[[ SUPPLIED MATERIAL open ]]
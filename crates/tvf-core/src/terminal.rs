//! The terminal entity
//!
//! A [`Terminal`] is a deployed set-top box. Its liveness pair
//! (`online`, `lastSeen`) lives in a [`Liveness`] value that can only be
//! changed through a narrow API: anything may mark a terminal as seen, but
//! the online flag is cleared only by [`Terminal::demote_if_stale`], and
//! only when the last sighting is older than the given threshold.

use std::net::IpAddr;

use chrono::{DateTime, Utc};
use serde::{Deserialize, Serialize};

use crate::error::RegistryError;
use crate::types::{LocationBinding, LocationType, MacAddress, TerminalId};

/// Liveness state of a terminal
#[derive(Debug, Clone, PartialEq, Eq, Serialize, Deserialize)]
#[serde(rename_all = "camelCase")]
pub struct Liveness {
    online: bool,
    last_seen: Option<DateTime<Utc>>,
}

impl Liveness {
    fn offline() -> Self {
        Self {
            online: false,
            last_seen: None,
        }
    }

    /// Whether the terminal is currently considered online
    pub fn is_online(&self) -> bool {
        self.online
    }

    /// Last time the terminal was seen alive
    pub fn last_seen(&self) -> Option<DateTime<Utc>> {
        self.last_seen
    }

    /// Whether the last sighting is older than `threshold`.
    ///
    /// A terminal that was never seen is not stale.
    pub fn is_stale(&self, threshold: DateTime<Utc>) -> bool {
        matches!(self.last_seen, Some(seen) if seen < threshold)
    }
}

/// A deployed IPTV terminal
#[derive(Debug, Clone, PartialEq, Serialize, Deserialize)]
#[serde(rename_all = "camelCase")]
pub struct Terminal {
    pub id: TerminalId,
    pub terminal_code: String,
    pub ip_address: IpAddr,
    pub mac_address: MacAddress,
    pub device_type: Option<String>,
    pub brand: Option<String>,
    pub model: Option<String>,
    pub firmware_version: Option<String>,
    pub app_version: Option<String>,
    pub platform: Option<String>,
    #[serde(flatten)]
    pub location: Option<LocationBinding>,
    #[serde(flatten)]
    liveness: Liveness,
    /// Advisory uptime percentage
    pub uptime: Option<f64>,
    /// Administrative enable flag, independent of liveness
    pub active: bool,
    pub created_at: DateTime<Utc>,
    pub updated_at: DateTime<Utc>,
}

impl Terminal {
    /// Build a new, offline terminal from a registration request
    pub fn from_spec(spec: TerminalSpec, now: DateTime<Utc>) -> Result<Self, RegistryError> {
        let location = LocationBinding::from_parts(
            spec.location_type,
            spec.location_identifier.as_deref(),
        )?;

        Ok(Self {
            id: TerminalId::new(),
            terminal_code: validate_code(&spec.terminal_code)?,
            ip_address: parse_ip(&spec.ip_address)?,
            mac_address: MacAddress::parse(&spec.mac_address)?,
            device_type: spec.device_type,
            brand: spec.brand,
            model: spec.model,
            firmware_version: spec.firmware_version,
            app_version: spec.app_version,
            platform: spec.platform,
            location,
            liveness: Liveness::offline(),
            uptime: validate_uptime(spec.uptime)?,
            active: spec.active.unwrap_or(true),
            created_at: now,
            updated_at: now,
        })
    }

    /// Produce the updated terminal a patch describes, leaving `self` as is.
    ///
    /// Liveness is carried over unchanged.
    pub fn patched(&self, patch: &TerminalPatch, now: DateTime<Utc>) -> Result<Self, RegistryError> {
        let mut next = self.clone();

        if let Some(code) = &patch.terminal_code {
            next.terminal_code = validate_code(code)?;
        }
        if let Some(ip) = &patch.ip_address {
            next.ip_address = parse_ip(ip)?;
        }
        if let Some(mac) = &patch.mac_address {
            next.mac_address = MacAddress::parse(mac)?;
        }
        if let Some(location) = LocationBinding::from_parts(
            patch.location_type,
            patch.location_identifier.as_deref(),
        )? {
            next.location = Some(location);
        }
        if patch.uptime.is_some() {
            next.uptime = validate_uptime(patch.uptime)?;
        }
        if let Some(active) = patch.active {
            next.active = active;
        }

        merge(&mut next.device_type, &patch.device_type);
        merge(&mut next.brand, &patch.brand);
        merge(&mut next.model, &patch.model);
        merge(&mut next.firmware_version, &patch.firmware_version);
        merge(&mut next.app_version, &patch.app_version);
        merge(&mut next.platform, &patch.platform);

        next.updated_at = now;
        Ok(next)
    }

    /// Liveness state
    pub fn liveness(&self) -> &Liveness {
        &self.liveness
    }

    /// Shorthand for `liveness().is_online()`
    pub fn is_online(&self) -> bool {
        self.liveness.online
    }

    /// Shorthand for `liveness().last_seen()`
    pub fn last_seen(&self) -> Option<DateTime<Utc>> {
        self.liveness.last_seen
    }

    /// Record a sign of life (heartbeat or successful probe)
    pub fn mark_seen(&mut self, at: DateTime<Utc>) {
        self.liveness.online = true;
        self.liveness.last_seen = Some(at);
    }

    /// Move `lastSeen` forward without touching the online flag
    pub fn refresh_last_seen(&mut self, at: DateTime<Utc>) {
        self.liveness.last_seen = Some(at);
    }

    /// Clear the online flag if the terminal is online and stale.
    ///
    /// Returns `true` if the terminal went offline.
    pub fn demote_if_stale(&mut self, threshold: DateTime<Utc>) -> bool {
        if self.liveness.online && self.liveness.is_stale(threshold) {
            self.liveness.online = false;
            true
        } else {
            false
        }
    }

    /// Replace the location binding
    pub fn bind_location(&mut self, location: Option<LocationBinding>, now: DateTime<Utc>) {
        self.location = location;
        self.updated_at = now;
    }

    /// Location type, if bound
    pub fn location_type(&self) -> Option<LocationType> {
        self.location.as_ref().map(|l| l.location_type)
    }
}

fn merge(target: &mut Option<String>, value: &Option<String>) {
    if let Some(v) = value {
        *target = Some(v.clone());
    }
}

fn validate_code(code: &str) -> Result<String, RegistryError> {
    let code = code.trim();
    if code.is_empty() {
        return Err(RegistryError::Invalid(
            "terminalCode must not be empty".to_string(),
        ));
    }
    Ok(code.to_string())
}

fn parse_ip(ip: &str) -> Result<IpAddr, RegistryError> {
    ip.trim()
        .parse()
        .map_err(|_| RegistryError::Invalid(format!("invalid ipAddress {:?}", ip)))
}

fn validate_uptime(uptime: Option<f64>) -> Result<Option<f64>, RegistryError> {
    match uptime {
        Some(u) if !(0.0..=100.0).contains(&u) => Err(RegistryError::Invalid(format!(
            "uptime must be a percentage, got {}",
            u
        ))),
        other => Ok(other),
    }
}

/// Registration request for a new terminal
#[derive(Debug, Clone, Default, Serialize, Deserialize)]
#[serde(rename_all = "camelCase")]
pub struct TerminalSpec {
    pub terminal_code: String,
    pub ip_address: String,
    pub mac_address: String,
    #[serde(default)]
    pub device_type: Option<String>,
    #[serde(default)]
    pub brand: Option<String>,
    #[serde(default)]
    pub model: Option<String>,
    #[serde(default)]
    pub firmware_version: Option<String>,
    #[serde(default)]
    pub app_version: Option<String>,
    #[serde(default)]
    pub platform: Option<String>,
    #[serde(default)]
    pub location_type: Option<LocationType>,
    #[serde(default)]
    pub location_identifier: Option<String>,
    #[serde(default)]
    pub uptime: Option<f64>,
    #[serde(default)]
    pub active: Option<bool>,
}

/// Partial update of an existing terminal. Absent fields are left as is.
#[derive(Debug, Clone, Default, Serialize, Deserialize)]
#[serde(rename_all = "camelCase", default)]
pub struct TerminalPatch {
    pub terminal_code: Option<String>,
    pub ip_address: Option<String>,
    pub mac_address: Option<String>,
    pub device_type: Option<String>,
    pub brand: Option<String>,
    pub model: Option<String>,
    pub firmware_version: Option<String>,
    pub app_version: Option<String>,
    pub platform: Option<String>,
    pub location_type: Option<LocationType>,
    pub location_identifier: Option<String>,
    pub uptime: Option<f64>,
    pub active: Option<bool>,
}

impl TerminalPatch {
    /// The location binding this patch requests, if any
    pub fn location(&self) -> Result<Option<LocationBinding>, RegistryError> {
        LocationBinding::from_parts(self.location_type, self.location_identifier.as_deref())
    }
}

#[cfg(test)]
mod tests {
    use super::*;
    use chrono::Duration;

    fn spec() -> TerminalSpec {
        TerminalSpec {
            terminal_code: "STB-101".to_string(),
            ip_address: "10.0.1.101".to_string(),
            mac_address: "aa:bb:cc:00:01:01".to_string(),
            ..Default::default()
        }
    }

    #[test]
    fn test_new_terminal_is_offline_and_active() {
        let now = Utc::now();
        let terminal = Terminal::from_spec(spec(), now).unwrap();

        assert!(!terminal.is_online());
        assert_eq!(terminal.last_seen(), None);
        assert!(terminal.active);
        assert_eq!(terminal.mac_address.as_str(), "AA:BB:CC:00:01:01");
        assert_eq!(terminal.created_at, now);
    }

    #[test]
    fn test_spec_validation() {
        let mut bad = spec();
        bad.terminal_code = "  ".to_string();
        assert!(matches!(
            Terminal::from_spec(bad, Utc::now()),
            Err(RegistryError::Invalid(_))
        ));

        let mut bad = spec();
        bad.ip_address = "10.0.1".to_string();
        assert!(Terminal::from_spec(bad, Utc::now()).is_err());

        let mut bad = spec();
        bad.mac_address = "zz".to_string();
        assert!(Terminal::from_spec(bad, Utc::now()).is_err());

        let mut bad = spec();
        bad.uptime = Some(120.0);
        assert!(Terminal::from_spec(bad, Utc::now()).is_err());
    }

    #[test]
    fn test_demote_only_when_stale_and_online() {
        let now = Utc::now();
        let mut terminal = Terminal::from_spec(spec(), now).unwrap();

        // Never seen: nothing to demote
        assert!(!terminal.demote_if_stale(now));

        terminal.mark_seen(now - Duration::minutes(10));
        assert!(terminal.is_online());

        // Seen after the threshold: stays online
        assert!(!terminal.demote_if_stale(now - Duration::minutes(15)));
        assert!(terminal.is_online());

        assert!(terminal.demote_if_stale(now - Duration::minutes(5)));
        assert!(!terminal.is_online());

        // Already offline: no transition
        assert!(!terminal.demote_if_stale(now));
    }

    #[test]
    fn test_refresh_last_seen_keeps_online_flag() {
        let now = Utc::now();
        let mut terminal = Terminal::from_spec(spec(), now).unwrap();

        terminal.refresh_last_seen(now);
        assert!(!terminal.is_online());
        assert_eq!(terminal.last_seen(), Some(now));
    }

    #[test]
    fn test_patch_keeps_liveness_and_replaces_location() {
        let now = Utc::now();
        let mut terminal = Terminal::from_spec(
            TerminalSpec {
                location_type: Some(LocationType::Room),
                location_identifier: Some("101".to_string()),
                ..spec()
            },
            now,
        )
        .unwrap();
        terminal.mark_seen(now);

        let patch = TerminalPatch {
            ip_address: Some("10.0.1.102".to_string()),
            location_type: Some(LocationType::Lobby),
            location_identifier: Some("main".to_string()),
            brand: Some("Amino".to_string()),
            ..Default::default()
        };
        let next = terminal.patched(&patch, now).unwrap();

        assert!(next.is_online());
        assert_eq!(next.last_seen(), Some(now));
        assert_eq!(next.ip_address.to_string(), "10.0.1.102");
        assert_eq!(next.brand.as_deref(), Some("Amino"));
        assert_eq!(
            next.location,
            Some(LocationBinding::new(LocationType::Lobby, "main").unwrap())
        );
        assert_eq!(next.terminal_code, terminal.terminal_code);
    }

    #[test]
    fn test_serialized_shape() {
        let now = Utc::now();
        let mut terminal = Terminal::from_spec(
            TerminalSpec {
                location_type: Some(LocationType::Room),
                location_identifier: Some("101".to_string()),
                ..spec()
            },
            now,
        )
        .unwrap();
        terminal.mark_seen(now);

        let json = serde_json::to_value(&terminal).unwrap();
        assert_eq!(json["terminalCode"], "STB-101");
        assert_eq!(json["macAddress"], "AA:BB:CC:00:01:01");
        assert_eq!(json["ipAddress"], "10.0.1.101");
        assert_eq!(json["locationType"], "ROOM");
        assert_eq!(json["locationIdentifier"], "101");
        assert_eq!(json["online"], true);
        assert!(json["lastSeen"].is_string());

        let back: Terminal = serde_json::from_value(json).unwrap();
        assert_eq!(back, terminal);
    }
}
[[ SUPPLIED MATERIAL closed ]]
WHAT YOU SHOULD DO: Extract, please, the lines from the start of the entries above through the one with "online flag is", both included, reproducing each exactly and adding nothing.

ANSWER SECTION:
filename crates/tvf-core/src/terminal.rs
//! The terminal entity
//!
//! A [`Terminal`] is a deployed set-top box. Its liveness pair
//! (`online`, `lastSeen`) lives in a [`Liveness`] value that can only be
//! changed through a narrow API: anything may mark a terminal as seen, but
//! the online flag is cleared only by [`Terminal::demote_if_stale`], and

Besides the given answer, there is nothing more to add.